産経WEST

【梅田・車暴走事故】意識失う急性疾患「事前に予想は難しい」

産経WEST 産経WEST

記事詳細

更新

【梅田・車暴走事故】
意識失う急性疾患「事前に予想は難しい」

大阪・梅田の暴走事故現場に花束を供え、手を合わせる女性=26日午前9時44分 大阪・梅田の暴走事故現場に花束を供え、手を合わせる女性=26日午前9時44分

 乗用車を運転していた大橋篤さんは、事故直前に血管や心臓の急性疾患で意識を失い、乗用車が暴走した可能性が指摘されている。過去には運転中に急性疾患を発症したことによる交通事故もたびたび起こっているが、専門家は「事前に予想することは難しい」と指摘する。

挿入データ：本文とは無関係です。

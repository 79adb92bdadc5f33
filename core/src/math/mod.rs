pub mod matrix;
pub mod vector;

pub use matrix::MatrixHelper;
pub use vector::Vec3;
use crate::workflow::config::FeederConfig;
use anyhow::Context;
use radarcore::feed::{VehicleBroadcast, VehicleRecord};
use radarcore::prelude::RenderSurface;
use radarcore::render::Rasterizer;
use radarcore::scene::initialize;
use radarcore::simulation::Controller;
use radarcore::telemetry::MetricsSnapshot;

pub struct RunSummary {
    pub broadcasts: Vec<VehicleBroadcast>,
    pub warnings: Vec<String>,
    pub primitives: usize,
    pub metrics: MetricsSnapshot,
}

/// Drives the frame loop a fixed number of times without a window.
#[derive(Clone)]
pub struct Runner {
    config: FeederConfig,
}

impl Runner {
    pub fn new(config: FeederConfig) -> Self {
        Self { config }
    }

    pub fn execute(&self, records: &[VehicleRecord], steps: usize) -> anyhow::Result<RunSummary> {
        let viewport = self.config.viewport();
        let mut surface = Rasterizer::new();
        surface
            .attach(viewport)
            .context("attaching headless rasterizer")?;

        let state = initialize(records, &self.config.scene, viewport)
            .context("initializing scene")?;
        let mut controller = Controller::new(state);
        controller.render(&mut surface);
        for _ in 0..steps {
            controller.tick(&mut surface);
        }

        Ok(RunSummary {
            broadcasts: controller.broadcasts(),
            warnings: controller
                .warnings()
                .iter()
                .map(|warning| warning.to_string())
                .collect(),
            primitives: surface.frame().primitives.len(),
            metrics: controller.metrics().snapshot(),
        })
    }
}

 近畿大医学部の谷口貢講師(循環器内科)によると、急に意識を失ったり突然死に至ったりする可能性が高いのは、心臓や大動脈の疾患だという。実際、平成23年には、札幌市で大型観光バスの40代運転手が走行中に意識を失って死亡する事故が発生。25年にも三重県亀山市の高速道で大型バスの40代の男性運転手が走行中に突然意識を失い、ガードレールに接触した事故が起こったが、死因はともに急性大動脈解離だった。

 谷口講師は、血管の膜がはがれる大動脈解離について「事前に予想するのは難しく、今まで元気だった人が急になるケースもある」と指摘。今回の暴走事故については「仮定の話だが、直前に車を止めていてその後に急発進し事故を起こしたということは、痛みが治まって発進しようとしたら破裂して意識を失った、という可能性もあるのでは」と話している。